After taking in the glorious sights of Fukuoka Castle in Maizuru Park, continue your sakura chase as you visit the other parks like Nishi Park and Uminonakamichi Park.

Best places to view: Fukuoka Dam, Fukuoka Castle (Maizuru Park), Uminonakamichi Seaside Park, Nishi Park, Atago Shrine

Osaka: 20 March to 2 April

Besides being an absolute food haven, Osaka has multiple landmarks to cater to all sorts of tourists such as the Osaka Castle for history-lovers and Universal Studios Japan for some family fun. If you’re looking to bring your entire family with you on your sakura hunt, then Osaka is definitely at the top on our list of recommendations.

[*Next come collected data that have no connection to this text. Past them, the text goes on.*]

//! Descriptive attributes of model nodes.

use crate::error::{Error, Result};
use chrono::{DateTime, Utc};
use serde::{Deserialize, Serialize};
use std::fmt;

/// Kind of database design a model represents.
#[derive(Debug, Clone, Copy, PartialEq, Eq, Hash, Serialize, Deserialize)]
#[serde(rename_all = "lowercase")]
pub enum ModelKind {
    /// Engine-independent entity model.
    Logical,
    /// Engine-specific table design.
    Physical,
    /// Star/snowflake schema for analytics.
    Dimensional,
}

impl fmt::Display for ModelKind {
    fn fmt(&self, f: &mut fmt::Formatter<'_>) -> fmt::Result {
        match self {
            ModelKind::Logical => write!(f, "logical"),
            ModelKind::Physical => write!(f, "physical"),
            ModelKind::Dimensional => write!(f, "dimensional"),
        }
    }
}

/// Lifecycle status of a model in the repository.
#[derive(Debug, Clone, Copy, PartialEq, Eq, Hash, Serialize, Deserialize)]
#[serde(rename_all = "kebab-case")]
pub enum ModelStatus {
    /// Available for checkout.
    CheckedIn,
    /// Exclusively held for editing by one user.
    CheckedOut,
    /// Administratively locked.
    Locked,
}

impl fmt::Display for ModelStatus {
    fn fmt(&self, f: &mut fmt::Formatter<'_>) -> fmt::Result {
        match self {
            ModelStatus::CheckedIn => write!(f, "checked-in"),
            ModelStatus::CheckedOut => write!(f, "checked-out"),
            ModelStatus::Locked => write!(f, "locked"),
        }
    }
}

/// Structural counts of a model.
#[derive(Debug, Clone, Copy, PartialEq, Eq, Default, Serialize, Deserialize)]
pub struct StructureCounts {
    pub tables: u32,
    pub views: u32,
    pub relationships: u32,
    pub columns: u32,
}

/// Metadata record attached to a model node.
#[derive(Debug, Clone, PartialEq, Serialize, Deserialize)]
#[serde(rename_all = "camelCase")]
pub struct ModelMetadata {
    /// Logical, physical, or dimensional.
    pub model_type: ModelKind,
    /// Target database engine.
    pub database: String,
    /// Semantic version string, kept verbatim.
    pub version: String,
    pub last_modified: DateTime<Utc>,
    pub last_modified_by: String,
    pub status: ModelStatus,
    /// Set whenever `status` is checked-out.
    #[serde(default, skip_serializing_if = "Option::is_none")]
    pub checked_out_by: Option<String>,
    #[serde(flatten)]
    pub counts: StructureCounts,
    #[serde(default)]
    pub description: String,
    #[serde(default)]
    pub created_by: String,
    pub created_date: DateTime<Utc>,
    /// Path-like location inside the repository.
    #[serde(default)]
    pub location: String,
    /// Free-form tags; order kept, duplicates allowed.
    #[serde(default)]
    pub tags: Vec<String>,
}

impl ModelMetadata {
    /// Create checked-in metadata. The creation stamp defaults to the
    /// modification stamp.
    pub fn new(
        model_type: ModelKind,
        database: impl Into<String>,
        version: impl Into<String>,
        last_modified: DateTime<Utc>,
        last_modified_by: impl Into<String>,
    ) -> Self {
        let last_modified_by = last_modified_by.into();
        Self {
            model_type,
            database: database.into(),
            version: version.into(),
            last_modified,
            created_by: last_modified_by.clone(),
            last_modified_by,
            status: ModelStatus::CheckedIn,
            checked_out_by: None,
            counts: StructureCounts::default(),
            description: String::new(),
            created_date: last_modified,
            location: String::new(),
            tags: Vec::new(),
        }
    }

    /// Mark the model checked out by `owner`.
    pub fn checked_out(mut self, owner: impl Into<String>) -> Self {
        self.status = ModelStatus::CheckedOut;
        self.checked_out_by = Some(owner.into());
        self
    }

    /// Mark the model administratively locked.
    pub fn locked(mut self) -> Self {
        self.status = ModelStatus::Locked;
        self.checked_out_by = None;
        self
    }

    /// Set structural counts.
    pub fn with_counts(mut self, tables: u32, views: u32, relationships: u32, columns: u32) -> Self {
        self.counts = StructureCounts {
            tables,
            views,
            relationships,
            columns,
        };
        self
    }

    /// Set the description.
    pub fn with_description(mut self, description: impl Into<String>) -> Self {
        self.description = description.into();
        self
    }

    /// Set creator and creation stamp.
    pub fn with_created(mut self, by: impl Into<String>, at: DateTime<Utc>) -> Self {
        self.created_by = by.into();
        self.created_date = at;
        self
    }

    /// Set the repository location.
    pub fn with_location(mut self, location: impl Into<String>) -> Self {
        self.location = location.into();
        self
    }

    /// Append tags in order.
    pub fn with_tags<I, S>(mut self, tags: I) -> Self
    where
        I: IntoIterator<Item = S>,
        S: Into<String>,
    {
        self.tags.extend(tags.into_iter().map(Into::into));
        self
    }

    /// Check the status/owner invariant for the model with id `model_id`.
    pub fn validate(&self, model_id: &str) -> Result<()> {
        let owner_missing = self
            .checked_out_by
            .as_deref()
            .map_or(true, |owner| owner.trim().is_empty());
        if self.status == ModelStatus::CheckedOut && owner_missing {
            return Err(Error::MissingCheckoutOwner(model_id.to_string()));
        }
        Ok(())
    }
}
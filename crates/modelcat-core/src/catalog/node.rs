//! Catalog tree nodes.

use super::metadata::ModelMetadata;
use serde::{Deserialize, Serialize};
use std::fmt;

/// The level a node occupies in the catalog hierarchy.
#[derive(Debug, Clone, Copy, PartialEq, Eq, Hash, Serialize, Deserialize)]
#[serde(rename_all = "lowercase")]
pub enum NodeKind {
    /// Top-level repository.
    Repository,
    /// Grouping of libraries within a repository.
    Catalog,
    /// Grouping of models within a catalog.
    Library,
    /// A single database design.
    Model,
}

impl NodeKind {
    /// All kinds, outermost first.
    pub const ALL: [NodeKind; 4] = [
        NodeKind::Repository,
        NodeKind::Catalog,
        NodeKind::Library,
        NodeKind::Model,
    ];

    /// Lowercase name used in JSON and CLI output.
    pub fn as_str(&self) -> &'static str {
        match self {
            NodeKind::Repository => "repository",
            NodeKind::Catalog => "catalog",
            NodeKind::Library => "library",
            NodeKind::Model => "model",
        }
    }
}

impl fmt::Display for NodeKind {
    fn fmt(&self, f: &mut fmt::Formatter<'_>) -> fmt::Result {
        f.write_str(self.as_str())
    }
}

/// A node in the catalog hierarchy.
///
/// The id and kind are fixed once the node exists; only the name, children,
/// and metadata are open for edits.
#[derive(Debug, Clone, PartialEq, Serialize, Deserialize)]
pub struct TreeNode {
    id: String,
    /// Display label.
    pub name: String,
    #[serde(rename = "type")]
    kind: NodeKind,
    /// Ordered children, owned by this node.
    #[serde(default, skip_serializing_if = "Vec::is_empty")]
    pub children: Vec<TreeNode>,
    /// Model attributes; by convention only present on model nodes.
    #[serde(default, skip_serializing_if = "Option::is_none")]
    pub metadata: Option<ModelMetadata>,
}

impl TreeNode {
    /// Create a node of any kind with no children or metadata.
    pub fn new(id: impl Into<String>, name: impl Into<String>, kind: NodeKind) -> Self {
        Self {
            id: id.into(),
            name: name.into(),
            kind,
            children: Vec::new(),
            metadata: None,
        }
    }

    /// Create a repository node.
    pub fn repository(id: impl Into<String>, name: impl Into<String>) -> Self {
        Self::new(id, name, NodeKind::Repository)
    }

    /// Create a catalog node.
    pub fn catalog(id: impl Into<String>, name: impl Into<String>) -> Self {
        Self::new(id, name, NodeKind::Catalog)
    }

    /// Create a library node.
    pub fn library(id: impl Into<String>, name: impl Into<String>) -> Self {
        Self::new(id, name, NodeKind::Library)
    }

    /// Create a model node carrying metadata.
    pub fn model(id: impl Into<String>, name: impl Into<String>, metadata: ModelMetadata) -> Self {
        Self::new(id, name, NodeKind::Model).with_metadata(metadata)
    }

    /// Append a child.
    pub fn with_child(mut self, child: TreeNode) -> Self {
        self.children.push(child);
        self
    }

    /// Append several children in order.
    pub fn with_children(mut self, children: impl IntoIterator<Item = TreeNode>) -> Self {
        self.children.extend(children);
        self
    }

    /// Attach metadata.
    pub fn with_metadata(mut self, metadata: ModelMetadata) -> Self {
        self.metadata = Some(metadata);
        self
    }

    /// Unique identifier.
    pub fn id(&self) -> &str {
        &self.id
    }

    /// Hierarchy level.
    pub fn kind(&self) -> NodeKind {
        self.kind
    }

    /// Whether this is a model node.
    pub fn is_model(&self) -> bool {
        self.kind == NodeKind::Model
    }

    /// Whether the node has at least one child.
    pub fn has_children(&self) -> bool {
        !self.children.is_empty()
    }

    /// Direct child by id.
    pub fn child(&self, id: &str) -> Option<&TreeNode> {
        self.children.iter().find(|c| c.id == id)
    }
}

For top-notch views, a stroll through Osaka Castle Park will not disappoint. Get ready to see cherry blossom trees in full splendour on the castle grounds, and snap that beautiful shot of the iconic castle nestled amongst the clusters of baby pink flowers. The Mint Museum in Osaka is another good place to admire the sakura. It has its own dedicated cherry tree garden that comes to life during the spring. The entry fee to the museum covers entry to the garden too, so you get to learn more about the various coins and medals around Japan before getting to enjoy one of the best sakura views in Osaka!

Best places to view: Osaka Castle, Osaka Castle Park, Expo Commemorative Park, Mint Museum, Tsurumi Ryokuchi Park

Nagoya: 19 March to 2 April

Although it is not as popular as Tokyo or Osaka, Nagoya makes for a pretty sight when spring arrives. As one of Japan’s main industrial centres, you will actually be surprised to find out that there is loads to see and do in this city. From edo-era temples, to shopping arcades and all sorts of art and science museums, Nagoya has it all. And of course, don’t forget the Nagoya Castle, which becomes a truly spectacular sight during the cherry blossom season.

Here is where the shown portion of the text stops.